__REQUIRED ACTION__. Show each line of the data below in which "async" occurs.

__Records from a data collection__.
>>>

//! Single player command

use serde::Serialize;

use crate::bdl::http::StatsProvider;
use crate::bdl::types::{Player, SeasonAverages};
use crate::cli::types::{PlayerId, Season};
use crate::service::StatsService;
use crate::Result;

use super::render;

#[derive(Debug, Serialize)]
pub struct PlayerReport {
    pub player: Player,
    pub stats: SeasonAverages,
}

/// Handle `get player`
pub async fn handle_player<P: StatsProvider>(
    service: &StatsService<P>,
    player_id: PlayerId,
    season: Season,
    as_json: bool,
) -> Result<String> {
    let player = service.player(player_id).await?;
    let stats = service.player_season_averages(player_id, season).await?;
    render(&PlayerReport { player, stats }, as_json, format_player_report)
}

pub fn format_averages(s: &SeasonAverages) -> String {
    [
        format!("Season  {}", s.season.label()),
        format!("GP      {}", s.games_played),
        format!("MIN     {}", s.min),
        format!("PTS     {:.1}", s.pts),
        format!("REB     {:.1}", s.reb),
        format!("AST     {:.1}", s.ast),
        format!("STL     {:.1}", s.stl),
        format!("BLK     {:.1}", s.blk),
        format!("FG%     {:.1}", s.fg_pct * 100.0),
        format!("3P%     {:.1}", s.fg3_pct * 100.0),
        format!("FT%     {:.1}", s.ft_pct * 100.0),
    ]
    .join("\n")
}

pub fn format_player_report(report: &PlayerReport) -> String {
    let p = &report.player;
    let position = if p.position.is_empty() { "N/A" } else { &p.position };
    let mut header = format!("{} ({}, {})", p.full_name(), position, p.team.abbreviation);
    if let Some(number) = &p.jersey_number {
        header.push_str(&format!(" #{number}"));
    }
    format!("{header}\n{}", format_averages(&report.stats))
}
//! Route handlers.
//!
//! Query parameters arrive as raw strings so malformed values produce the
//! API's own 400 envelope rather than the extractor's plain-text rejection.

use axum::extract::{Path, Query, State};
use axum::Json;
use serde::Deserialize;
use serde_json::{json, Value};
use std::str::FromStr;

use super::error::ApiError;
use super::AppState;
use crate::bdl::http::{GamesQuery, StatsProvider};
use crate::cli::types::{GameId, LeaderStat, PlayerId, Season, TeamId};
use crate::dashboard::charts::MAX_RADAR_PLAYERS;
use crate::dashboard::{filter_games_by_status, DashboardCharts};

type ApiResult = Result<Json<Value>, ApiError>;

/// Parse an optional raw parameter, falling back to `default` when absent.
fn parse_or<T: FromStr>(raw: Option<&str>, default: T, invalid: &str) -> Result<T, ApiError> {
    match raw.map(str::trim).filter(|s| !s.is_empty()) {
        Some(value) => value.parse().map_err(|_| ApiError::bad_request(invalid)),
        None => Ok(default),
    }
}

fn parse_opt<T: FromStr>(raw: Option<&str>, invalid: &str) -> Result<Option<T>, ApiError> {
    match raw.map(str::trim).filter(|s| !s.is_empty()) {
        Some(value) => value
            .parse()
            .map(Some)
            .map_err(|_| ApiError::bad_request(invalid)),
        None => Ok(None),
    }
}

#[derive(Debug, Default, Deserialize)]
pub struct TeamParams {
    #[serde(rename = "teamId")]
    pub team_id: Option<String>,
    pub season: Option<String>,
    pub stat: Option<String>,
    pub compare: Option<String>,
}

impl TeamParams {
    fn team_id(&self) -> Result<TeamId, ApiError> {
        parse_or(self.team_id.as_deref(), TeamId::default(), "Invalid team ID")
    }

    fn season(&self) -> Result<Season, ApiError> {
        parse_or(self.season.as_deref(), Season::default(), "Invalid season")
    }
}

#[derive(Debug, Default, Deserialize)]
pub struct GamesParams {
    pub page: Option<String>,
    pub cursor: Option<String>,
    #[serde(rename = "perPage")]
    pub per_page: Option<String>,
    pub season: Option<String>,
    #[serde(rename = "teamId")]
    pub team_id: Option<String>,
    pub postseason: Option<String>,
    #[serde(rename = "startDate")]
    pub start_date: Option<String>,
    #[serde(rename = "endDate")]
    pub end_date: Option<String>,
    pub status: Option<String>,
}

#[derive(Debug, Default, Deserialize)]
pub struct SeasonParams {
    pub season: Option<String>,
}

pub async fn health() -> Json<Value> {
    Json(json!({ "status": "ok" }))
}

pub async fn teams<P: StatsProvider>(State(state): State<AppState<P>>) -> ApiResult {
    let teams = state
        .service
        .all_teams()
        .await
        .map_err(|e| ApiError::fetch("teams", e))?;
    Ok(Json(json!({ "success": true, "data": teams })))
}

pub async fn team_stats<P: StatsProvider>(
    State(state): State<AppState<P>>,
    Query(params): Query<TeamParams>,
) -> ApiResult {
    let team_id = params.team_id()?;
    let season = params.season()?;
    team_stats_for(&state, team_id, season).await
}

/// Legacy alias pinned to the Charlotte Hornets.
pub async fn hornets_stats<P: StatsProvider>(
    State(state): State<AppState<P>>,
    Query(params): Query<SeasonParams>,
) -> ApiResult {
    let season = parse_or(params.season.as_deref(), Season::default(), "Invalid season")?;
    team_stats_for(&state, TeamId::HORNETS, season).await
}

async fn team_stats_for<P: StatsProvider>(
    state: &AppState<P>,
    team_id: TeamId,
    season: Season,
) -> ApiResult {
    let data = state
        .service
        .team_overview(team_id, season)
        .await
        .map_err(|e| ApiError::fetch("team", e))?;
    Ok(Json(json!({
        "success": true,
        "data": data,
        "teamId": team_id,
        "season": season,
    })))
}

pub async fn team_charts<P: StatsProvider>(
    State(state): State<AppState<P>>,
    Query(params): Query<TeamParams>,
) -> ApiResult {
    let team_id = params.team_id()?;
    let season = params.season()?;
    let stat = parse_or(params.stat.as_deref(), LeaderStat::default(), "Invalid stat")?;
    let compare = parse_compare(params.compare.as_deref())?;

    let data = state
        .service
        .team_overview(team_id, season)
        .await
        .map_err(|e| ApiError::fetch("team", e))?;
    let charts = DashboardCharts::build(&data.players, stat, &compare);

    Ok(Json(json!({
        "success": true,
        "data": charts,
        "teamId": team_id,
        "season": season,
    })))
}

/// Comma separated player ids, at most [`MAX_RADAR_PLAYERS`].
fn parse_compare(raw: Option<&str>) -> Result<Vec<PlayerId>, ApiError> {
    let ids = raw
        .unwrap_or_default()
        .split(',')
        .map(str::trim)
        .filter(|s| !s.is_empty())
        .map(|s| s.parse::<PlayerId>().map_err(|_| ApiError::bad_request("Invalid player ID")))
        .collect::<Result<Vec<_>, _>>()?;
    if ids.len() > MAX_RADAR_PLAYERS {
        return Err(ApiError::bad_request(format!(
            "At most {MAX_RADAR_PLAYERS} players can be compared"
        )));
    }
    Ok(ids)
}

pub async fn player<P: StatsProvider>(
    State(state): State<AppState<P>>,
    Path(raw_id): Path<String>,
    Query(params): Query<SeasonParams>,
) -> ApiResult {
    let player_id: PlayerId = raw_id
        .parse()
        .map_err(|_| ApiError::bad_request("Invalid player ID"))?;
    let season = parse_or(params.season.as_deref(), Season::default(), "Invalid season")?;

    let player = state
        .service
        .player(player_id)
        .await
        .map_err(|e| ApiError::fetch("player", e))?;
    let stats = state
        .service
        .player_season_averages(player_id, season)
        .await
        .map_err(|e| ApiError::fetch("player", e))?;

    Ok(Json(json!({
        "success": true,
        "data": { "player": player, "stats": stats },
        "season": season,
    })))
}

pub async fn games<P: StatsProvider>(
    State(state): State<AppState<P>>,
    Query(params): Query<GamesParams>,
) -> ApiResult {
    let page: u32 = parse_or(params.page.as_deref(), 1, "Invalid page")?;
    if page == 0 {
        return Err(ApiError::bad_request("Invalid page"));
    }
    let season = parse_or(params.season.as_deref(), Season::default(), "Invalid season")?;
    let query = GamesQuery {
        cursor: parse_opt(params.cursor.as_deref(), "Invalid cursor")?,
        per_page: Some(parse_or(
            params.per_page.as_deref(),
            crate::bdl::http::DEFAULT_PER_PAGE,
            "Invalid perPage",
        )?),
        postseason: parse_opt(params.postseason.as_deref(), "Invalid postseason")?,
        start_date: params.start_date.clone().filter(|d| !d.trim().is_empty()),
        end_date: params.end_date.clone().filter(|d| !d.trim().is_empty()),
        ..GamesQuery::for_season(season)
    }
    .with_team(parse_opt(params.team_id.as_deref(), "Invalid team ID")?);

    let page_data = state
        .service
        .games(&query)
        .await
        .map_err(|e| ApiError::fetch("games", e))?;
    let games = match params.status.as_deref() {
        Some(status) => filter_games_by_status(page_data.data, status),
        None => page_data.data,
    };

    Ok(Json(json!({
        "success": true,
        "data": games,
        "meta": page_data.meta,
        "page": page,
        "season": season,
    })))
}

pub async fn game<P: StatsProvider>(
    State(state): State<AppState<P>>,
    Path(raw_id): Path<String>,
) -> ApiResult {
    let game_id: GameId = raw_id
        .parse()
        .map_err(|_| ApiError::bad_request("Invalid game ID"))?;
    let game = state
        .service
        .game(game_id)
        .await
        .map_err(|e| ApiError::fetch("game", e))?;
    Ok(Json(json!({ "success": true, "data": game })))
}
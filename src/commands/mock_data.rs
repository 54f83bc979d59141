//! Direct access to the synthetic data generator

use crate::bdl::types::{Team, TeamStanding};
use crate::cli::types::{PlayerId, Position, Season, TeamId};
use crate::fallback::{standing_from_wins, FallbackGenerator};
use crate::Result;

use super::player_data::format_averages;
use super::render;
use super::team_data::format_standing;

/// Handle `mock player`
pub fn handle_mock_player(
    generator: &FallbackGenerator,
    player_id: PlayerId,
    position: Position,
    season: Season,
    as_json: bool,
) -> Result<String> {
    let averages = generator.season_averages(player_id, position, season);
    render(&averages, as_json, |averages| {
        format!("Player {player_id} ({position})\n{}", format_averages(averages))
    })
}

/// Handle `mock standing`; a fixed `wins` bypasses the random draw.
pub fn handle_mock_standing(
    generator: &FallbackGenerator,
    team_id: TeamId,
    season: Season,
    wins: Option<u32>,
    as_json: bool,
) -> Result<String> {
    let team = placeholder_team(team_id);
    let standing: TeamStanding = match wins {
        Some(wins) => standing_from_wins(&team, season, wins),
        None => generator.team_standing(&team, season),
    };
    render(&standing, as_json, |standing| {
        format!("{} ({})\n{}", team.full_name, season.label(), format_standing(standing))
    })
}

/// Team identity for offline generation; only the id is known.
fn placeholder_team(team_id: TeamId) -> Team {
    Team {
        id: team_id,
        conference: String::new(),
        division: String::new(),
        city: String::new(),
        name: String::new(),
        full_name: format!("Team {team_id}"),
        abbreviation: String::new(),
    }
}
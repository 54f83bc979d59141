//! Type-safe wrappers and enums for NBA stats data.

pub mod filters;
pub mod ids;
pub mod position;
pub mod time;

pub use filters::LeaderStat;
pub use ids::{GameId, PlayerId, TeamId};
pub use position::Position;
pub use time::Season;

<<<

__ANSWER TO THIS PROBLEM__.
pub async fn handle_player<P: StatsProvider>(
pub async fn health() -> Json<Value> {
pub async fn teams<P: StatsProvider>(State(state): State<AppState<P>>) -> ApiResult {
pub async fn team_stats<P: StatsProvider>(
pub async fn hornets_stats<P: StatsProvider>(
async fn team_stats_for<P: StatsProvider>(
pub async fn team_charts<P: StatsProvider>(
pub async fn player<P: StatsProvider>(
pub async fn games<P: StatsProvider>(
pub async fn game<P: StatsProvider>(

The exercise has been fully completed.